→ **PROBLEM REQUIREMENTS**:
From the first line of the entries below, reproduce everything exactly through the line with "use std::time::Duration;", and nothing more.

→ **DATASET EXTRACT**:
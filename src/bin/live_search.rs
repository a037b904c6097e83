//! Follow a search query live
//!
//! Usage: live_search [--config path] <query words...>
//!
//! Connects to the search endpoint, subscribes to the query for posts,
//! comments and petitions, and logs every matching event until Ctrl+C.

use anyhow::{bail, Result};
use civic_live::bin_common::{load_config_from_env, parse_args, CliArgs, ShutdownManager};
use civic_live::livesockets::{ClientEvent, EntityType, Event};
use civic_live::{init_tracing, RealtimeSettings};
use std::time::Duration;
use tracing::{error, info, warn};

#[tokio::main]
async fn main() -> Result<()> {
    dotenv::dotenv().ok();

    let args = CliArgs::from_args(parse_args());
    let settings = RealtimeSettings::load(load_config_from_env(args.config_source()))?;
    init_tracing(&settings.log_level);
    settings.log();

    let query = args.positional.join(" ");
    if query.trim().is_empty() {
        bail!("usage: live_search [--config path] <query words...>");
    }

    let shutdown = ShutdownManager::new();
    shutdown.spawn_signal_handler();

    let search = settings.build_search_client()?;
    let events = search.client().events();

    let subscription_id = search.subscribe_to_search(
        query.clone(),
        [EntityType::Post, EntityType::Comment, EntityType::Petition],
        None,
        |event: &Event| {
            info!(
                event_type = ?event.event_type,
                entity_type = ?event.entity_type,
                entity_id = %event.entity_id,
                "Live result"
            );
        },
    );
    if subscription_id.is_none() {
        bail!("could not register search subscription");
    }

    info!("Following \"{}\" - press Ctrl+C to stop", query);
    search.connect(None);

    while shutdown.is_running() {
        for event in events.try_iter() {
            match event {
                ClientEvent::Connected => info!("Connected"),
                ClientEvent::Disconnected => warn!("Disconnected"),
                ClientEvent::Reconnecting { attempt, delay } => {
                    info!(attempt, delay_ms = delay.as_millis() as u64, "Reconnecting")
                }
                ClientEvent::Error(message) => warn!(%message, "Connection error"),
                ClientEvent::ServerError { message, .. } => error!(%message, "Server error"),
                ClientEvent::ReconnectExhausted { attempts } => {
                    error!(attempts, "Giving up on realtime updates");
                    shutdown.trigger();
                }
                _ => {}
            }
        }
        shutdown.interruptible_sleep(Duration::from_millis(250)).await;
    }

    let metrics = search.client().metrics();
    info!(
        sent = metrics.messages_sent,
        received = metrics.messages_received,
        reconnects = metrics.reconnect_count,
        "Shutting down"
    );
    search.disconnect();

    Ok(())
}
//! Live search results
//!
//! A thin layer over [`RealtimeClient`] bound to the search endpoint. Each
//! search the UI runs becomes one subscription; matching `new_result`,
//! `updated_result` and `removed_result` events reach its callback.

use livesockets::{
    EntityType, Event, Filters, RealtimeClient, Result, Subscription, SubscriptionInfo,
};
use tracing::info;

/// Realtime client for `/ws/search`
#[derive(Debug, Clone)]
pub struct SearchLiveClient {
    client: RealtimeClient,
}

impl SearchLiveClient {
    pub const DEFAULT_PATH: &'static str = "/ws/search";

    pub fn new(client: RealtimeClient) -> Self {
        Self { client }
    }

    pub fn connect(&self, credential: Option<String>) {
        self.client.connect(credential);
    }

    pub fn disconnect(&self) {
        self.client.disconnect();
    }

    /// Follow a search query live
    ///
    /// Returns the generated subscription id, or `None` if it could not be
    /// registered.
    pub fn subscribe_to_search<F>(
        &self,
        query: impl Into<String>,
        entity_types: impl IntoIterator<Item = EntityType>,
        filters: Option<Filters>,
        on_update: F,
    ) -> Option<String>
    where
        F: Fn(&Event) + Send + Sync + 'static,
    {
        let mut subscription = Subscription::new(query, entity_types, on_update);
        if let Some(filters) = filters {
            subscription = subscription.with_filters(filters);
        }

        let id = subscription.id.clone();
        info!(subscription_id = %id, query = %subscription.query, "Following search");
        self.client.subscribe(subscription).then_some(id)
    }

    /// Like [`subscribe_to_search`](Self::subscribe_to_search), delivering
    /// events through a channel
    pub fn search_stream(
        &self,
        query: impl Into<String>,
        entity_types: impl IntoIterator<Item = EntityType>,
        filters: Option<Filters>,
    ) -> Option<(String, crossbeam_channel::Receiver<Event>)> {
        self.client.subscribe_channel(query, entity_types, filters)
    }

    pub fn unsubscribe(&self, subscription_id: &str) -> bool {
        self.client.unsubscribe(subscription_id)
    }

    pub fn searches(&self) -> Vec<SubscriptionInfo> {
        self.client.subscriptions()
    }

    /// Server statistics for this connection
    pub async fn get_stats(
        &self,
        timeout: std::time::Duration,
    ) -> Result<livesockets::ConnectionStats> {
        self.client.get_stats(timeout).await
    }

    /// The underlying connection, for state, metrics and event streams
    pub fn client(&self) -> &RealtimeClient {
        &self.client
    }
}
use std::{
    fmt,
    fs::{self, File},
    io::{self, Write},
    path::{Path, PathBuf},
};

use time::{OffsetDateTime, PrimitiveDateTime};

use crate::{
    config::WriterConfig,
    error::{NemError, Result},
    record::{format_datetime12, NemRecord, Row},
};

pub const HEADER_RECORD: u16 = 100;
pub const END_OF_DATA_RECORD: u16 = 900;

#[derive(Debug, Clone, Copy, PartialEq, Eq)]
pub enum Version {
    Nem12,
    Nem13,
}

impl Version {
    pub fn as_str(self) -> &'static str {
        match self {
            Self::Nem12 => "NEM12",
            Self::Nem13 => "NEM13",
        }
    }
}

/// The 100 record shared by NEM12 and NEM13 files.
#[derive(Debug, Clone, PartialEq, Eq)]
pub struct FileHeader {
    version: Version,
    file_time: PrimitiveDateTime,
    from_participant: Option<String>,
    to_participant: String,
}

impl FileHeader {
    /// Captures the current local time as the file creation time.
    ///
    /// `time` refuses to read the local offset once the process has more
    /// than one thread, so in most multi-threaded callers this falls back
    /// to UTC. Set the timestamp explicitly with `set_file_time` (or the
    /// files' `with_file_time`) when the local wall clock matters.
    pub fn new(
        version: Version,
        to_participant: impl Into<String>,
        from_participant: Option<String>,
    ) -> Result<Self> {
        let to_participant = to_participant.into();
        if to_participant.trim().is_empty() {
            return Err(NemError::Configuration("to_participant is required".to_string()));
        }

        let now = OffsetDateTime::now_local().unwrap_or_else(|_| OffsetDateTime::now_utc());

        Ok(Self {
            version,
            file_time: PrimitiveDateTime::new(now.date(), now.time()),
            from_participant: from_participant.filter(|p| !p.trim().is_empty()),
            to_participant,
        })
    }

    pub fn set_file_time(&mut self, at: PrimitiveDateTime) {
        self.file_time = at;
    }

    pub fn version(&self) -> Version {
        self.version
    }

    pub fn file_time(&self) -> PrimitiveDateTime {
        self.file_time
    }

    pub fn from_participant(&self) -> Option<&str> {
        self.from_participant.as_deref()
    }

    pub fn to_participant(&self) -> &str {
        &self.to_participant
    }
}

impl NemRecord for FileHeader {
    fn to_row(&self) -> Row {
        let mut row = Row::new(HEADER_RECORD);
        row.push_str(self.version.as_str())
            .push_str(&format_datetime12(self.file_time))
            .push_opt(self.from_participant())
            .push_str(&self.to_participant);
        row
    }
}

impl fmt::Display for FileHeader {
    fn fmt(&self, f: &mut fmt::Formatter<'_>) -> fmt::Result {
        write!(
            f,
            "<{} {} {}>",
            self.version.as_str(),
            format_datetime12(self.file_time),
            self.to_participant
        )
    }
}

/// CSV row writer with minimal quoting and CRLF line endings.
///
/// Rows have different field counts per record type, so the writer is
/// flexible.
pub struct RowWriter<W: Write> {
    inner: csv::Writer<W>,
    rows: usize,
}

impl<W: Write> RowWriter<W> {
    pub fn new(sink: W) -> Self {
        let inner = csv::WriterBuilder::new()
            .flexible(true)
            .quote_style(csv::QuoteStyle::Necessary)
            .terminator(csv::Terminator::CRLF)
            .from_writer(sink);
        Self { inner, rows: 0 }
    }

    pub fn write(&mut self, row: &Row) -> Result<()> {
        self.inner
            .write_record(row.fields())
            .map_err(|e| NemError::Sink(format!("failed to write row: {e}")))?;
        self.rows += 1;
        Ok(())
    }

    /// Flushes buffered rows and returns the number written.
    pub fn finish(mut self) -> Result<usize> {
        self.inner
            .flush()
            .map_err(|e| NemError::Sink(format!("failed to flush rows: {e}")))?;
        Ok(self.rows)
    }
}

/// Shared serialization for NEM12 and NEM13 files: 100 header, the
/// format-specific body, then the 900 terminator.
pub trait NemFile {
    fn header(&self) -> &FileHeader;

    fn write_body<W: Write>(&self, out: &mut RowWriter<W>) -> Result<()>;

    /// Writes the whole file to `sink` and returns the number of rows.
    ///
    /// Rows already handed to `sink` stay there if this fails partway; use
    /// [`NemFile::nem_output`] when a half-written file must never be visible.
    fn write_to<W: Write>(&self, sink: W) -> Result<usize> {
        let mut out = RowWriter::new(sink);
        out.write(&self.header().to_row())?;
        self.write_body(&mut out)?;
        out.write(&Row::new(END_OF_DATA_RECORD))?;
        out.finish()
    }

    /// Writes the file to `path` atomically: rows go to `<path>.tmp`, which
    /// is fsynced and renamed over `path` only once everything succeeded.
    fn nem_output<P: AsRef<Path>>(&self, path: P) -> Result<usize> {
        let path = path.as_ref();
        let version = self.header().version().as_str();

        match write_atomic(path, |file| self.write_to(file)) {
            Ok(rows) => {
                metrics::counter!("nem_rows_written_total", "format" => version)
                    .increment(rows as u64);
                tracing::info!(format = version, path = %path.display(), rows, "nem file written");
                Ok(rows)
            }
            Err(e) => {
                metrics::counter!("nem_output_errors_total", "format" => version).increment(1);
                tracing::error!(error = %e, format = version, path = %path.display(), "nem file write failed");
                Err(e)
            }
        }
    }

    /// `nem_output` to the `[output] path` of `cfg`.
    fn nem_output_configured(&self, cfg: &WriterConfig) -> Result<usize> {
        self.nem_output(&cfg.output.path)
    }
}

fn tmp_path_for(path: &Path) -> Result<PathBuf> {
    let mut name = path
        .file_name()
        .ok_or_else(|| NemError::Sink(format!("destination '{}' has no file name", path.display())))?
        .to_os_string();
    name.push(".tmp");
    Ok(path.with_file_name(name))
}

fn sync_parent_dir(path: &Path) -> io::Result<()> {
    #[cfg(unix)]
    {
        let parent = match path.parent() {
            Some(p) if !p.as_os_str().is_empty() => p,
            _ => Path::new("."),
        };
        File::open(parent)?.sync_all()?;
    }
    #[cfg(not(unix))]
    let _ = path;
    Ok(())
}

fn write_atomic<F>(path: &Path, write: F) -> Result<usize>
where
    F: FnOnce(&mut File) -> Result<usize>,
{
    let tmp_path = tmp_path_for(path)?;

    let result = (|| {
        let mut file = File::create(&tmp_path).map_err(|e| {
            NemError::Sink(format!("failed to open '{}' for writing: {e}", tmp_path.display()))
        })?;

        let rows = write(&mut file)?;

        file.sync_all()
            .map_err(|e| NemError::Sink(format!("failed to sync '{}': {e}", tmp_path.display())))?;
        drop(file);

        fs::rename(&tmp_path, path).map_err(|e| {
            NemError::Sink(format!(
                "failed to move '{}' to '{}': {e}",
                tmp_path.display(),
                path.display()
            ))
        })?;

        if let Err(e) = sync_parent_dir(path) {
            tracing::warn!(error = %e, path = %path.display(), "failed to sync destination directory");
        }

        Ok(rows)
    })();

    if result.is_err() {
        match fs::remove_file(&tmp_path) {
            Ok(()) => {}
            Err(e) if e.kind() == io::ErrorKind::NotFound => {}
            Err(e) => {
                tracing::warn!(error = %e, path = %tmp_path.display(), "failed to remove temporary file");
            }
        }
    }

    result
}

#[cfg(test)]
mod tests {
    use super::*;
    use tempfile::TempDir;
    use time::macros::datetime;

    struct HeaderOnly(FileHeader);

    impl NemFile for HeaderOnly {
        fn header(&self) -> &FileHeader {
            &self.0
        }

        fn write_body<W: Write>(&self, _out: &mut RowWriter<W>) -> Result<()> {
            Ok(())
        }
    }

    struct FailingBody(FileHeader);

    impl NemFile for FailingBody {
        fn header(&self) -> &FileHeader {
            &self.0
        }

        fn write_body<W: Write>(&self, out: &mut RowWriter<W>) -> Result<()> {
            out.write(&Row::new(200))?;
            Err(NemError::MalformedReading("boom".to_string()))
        }
    }

    fn header() -> FileHeader {
        let mut h = FileHeader::new(Version::Nem12, "RETAILER1", Some("MDP1".to_string())).unwrap();
        h.set_file_time(datetime!(2024-03-01 10:15:42));
        h
    }

    #[test]
    fn missing_to_participant_is_a_configuration_error() {
        let res = FileHeader::new(Version::Nem12, "  ", None);
        assert!(matches!(res, Err(NemError::Configuration(_))));
    }

    #[test]
    fn header_row_has_minute_precision_timestamp() {
        let row = header().to_row();
        assert_eq!(row.fields(), &["100", "NEM12", "202403011015", "MDP1", "RETAILER1"]);
    }

    #[test]
    fn header_row_leaves_absent_sender_empty() {
        let mut h = FileHeader::new(Version::Nem13, "RETAILER1", None).unwrap();
        h.set_file_time(datetime!(2024-03-01 10:15));
        assert_eq!(h.to_row().fields(), &["100", "NEM13", "202403011015", "", "RETAILER1"]);
    }

    #[test]
    fn header_displays_version_time_and_recipient() {
        assert_eq!(header().to_string(), "<NEM12 202403011015 RETAILER1>");
    }

    #[test]
    fn write_to_frames_body_with_header_and_terminator() {
        let mut buf = Vec::new();
        let rows = HeaderOnly(header()).write_to(&mut buf).unwrap();

        assert_eq!(rows, 2);
        assert_eq!(
            String::from_utf8(buf).unwrap(),
            "100,NEM12,202403011015,MDP1,RETAILER1\r\n900\r\n"
        );
    }

    #[test]
    fn fields_are_quoted_only_when_needed() {
        let mut buf = Vec::new();
        {
            let mut out = RowWriter::new(&mut buf);
            let mut row = Row::new(200);
            row.push_str("plain").push_str("with,comma").push_str("with\"quote");
            out.write(&row).unwrap();
            out.finish().unwrap();
        }
        assert_eq!(
            String::from_utf8(buf).unwrap(),
            "200,plain,\"with,comma\",\"with\"\"quote\"\r\n"
        );
    }

    #[test]
    fn nem_output_replaces_destination_and_leaves_no_temp_file() {
        let dir = TempDir::new().unwrap();
        let path = dir.path().join("out.csv");
        fs::write(&path, "stale").unwrap();

        let rows = HeaderOnly(header()).nem_output(&path).unwrap();

        assert_eq!(rows, 2);
        assert!(fs::read_to_string(&path).unwrap().starts_with("100,NEM12"));
        assert!(!dir.path().join("out.csv.tmp").exists());
    }

    #[test]
    fn nem_output_keeps_previous_file_when_body_fails() {
        let dir = TempDir::new().unwrap();
        let path = dir.path().join("out.csv");
        fs::write(&path, "previous").unwrap();

        let res = FailingBody(header()).nem_output(&path);

        assert!(matches!(res, Err(NemError::MalformedReading(_))));
        assert_eq!(fs::read_to_string(&path).unwrap(), "previous");
        assert!(!dir.path().join("out.csv.tmp").exists());
    }

    #[test]
    fn nem_output_reports_unwritable_destination() {
        let dir = TempDir::new().unwrap();
        let path = dir.path().join("missing").join("out.csv");

        let res = HeaderOnly(header()).nem_output(&path);
        assert!(matches!(res, Err(NemError::Sink(_))));
    }

    #[test]
    fn nem_output_configured_writes_to_the_configured_path() {
        let dir = TempDir::new().unwrap();
        let path = dir.path().join("nem12.csv");
        let cfg = WriterConfig::from_toml_str(&format!(
            "[participants]\nto = \"RETAILER1\"\n\n[output]\npath = {:?}\n",
            path.display().to_string()
        ))
        .unwrap();

        let rows = HeaderOnly(header()).nem_output_configured(&cfg).unwrap();

        assert_eq!(rows, 2);
        assert_eq!(
            fs::read_to_string(&path).unwrap(),
            "100,NEM12,202403011015,MDP1,RETAILER1\r\n900\r\n"
        );
    }
}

→ **TASK ANSWER**:
filename src/bin/live_search.rs
repository a037b904c6097e83
//! Follow a search query live
//!
//! Usage: live_search [--config path] <query words...>
//!
//! Connects to the search endpoint, subscribes to the query for posts,
//! comments and petitions, and logs every matching event until Ctrl+C.

use anyhow::{bail, Result};
use civic_live::bin_common::{load_config_from_env, parse_args, CliArgs, ShutdownManager};
use civic_live::livesockets::{ClientEvent, EntityType, Event};
use civic_live::{init_tracing, RealtimeSettings};
use std::time::Duration;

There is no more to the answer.